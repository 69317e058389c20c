use std::io::Write;

use image::codecs::png::PngEncoder;
use image::{ExtendedColorType, ImageEncoder};
use tiff::encoder::compression::DeflateLevel;
use tiff::encoder::{colortype, Compression, TiffEncoder};
use tracing::debug;

use crate::profiler::camera::Resolution;
use crate::profiler::common::error::{ProfilerError, Result};
use crate::profiler::export::types::{ImageFormatKind, TiffCompression};
use crate::profiler::export::writer::ImageWriter;

/// Single-channel 8-bit encoder: PNG through `image`, TIFF through `tiff`.
#[derive(Debug, Clone, Copy, Default)]
pub struct StandardImageWriter {
    pub compression: TiffCompression,
}

impl StandardImageWriter {
    pub fn new(compression: TiffCompression) -> Self {
        Self { compression }
    }

    fn write_png(&self, pixels: &[u8], resolution: Resolution, output: &mut dyn Write) -> Result<()> {
        PngEncoder::new(output)
            .write_image(
                pixels,
                resolution.width as u32,
                resolution.height as u32,
                ExtendedColorType::L8,
            )
            .map_err(|e| ProfilerError::EncodeError(e.to_string()))
    }

    fn write_tiff(&self, pixels: &[u8], resolution: Resolution, output: &mut dyn Write) -> Result<()> {
        let compression = match self.compression {
            TiffCompression::None => Compression::Uncompressed,
            TiffCompression::Lzw => Compression::Lzw,
            TiffCompression::DeflateFast => Compression::Deflate(DeflateLevel::Fast),
            TiffCompression::DeflateBalanced => Compression::Deflate(DeflateLevel::Balanced),
            TiffCompression::DeflateBest => Compression::Deflate(DeflateLevel::Best),
        };

        // TIFF needs Seek, so encode in memory first
        let mut buffer = Vec::new();
        TiffEncoder::new(std::io::Cursor::new(&mut buffer))
            .map_err(|e| ProfilerError::EncodeError(e.to_string()))?
            .with_compression(compression)
            .write_image::<colortype::Gray8>(
                resolution.width as u32,
                resolution.height as u32,
                pixels,
            )
            .map_err(|e| ProfilerError::EncodeError(e.to_string()))?;

        output.write_all(&buffer)?;
        Ok(())
    }
}

impl ImageWriter for StandardImageWriter {
    fn write_image(
        &self,
        pixels: &[u8],
        resolution: Resolution,
        format: ImageFormatKind,
        output: &mut dyn Write,
    ) -> Result<()> {
        if resolution.is_empty() || pixels.len() != resolution.pixel_count() {
            return Err(ProfilerError::InvalidDimensions(resolution.width, resolution.height));
        }
        debug!(%resolution, ?format, "Encoding grayscale image");

        match format {
            ImageFormatKind::Png => self.write_png(pixels, resolution, output),
            ImageFormatKind::Tiff => self.write_tiff(pixels, resolution, output),
        }
    }
}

Exercise brief:
Lines above with "StandardImageWriter": state how many, nothing more.

Task result:
3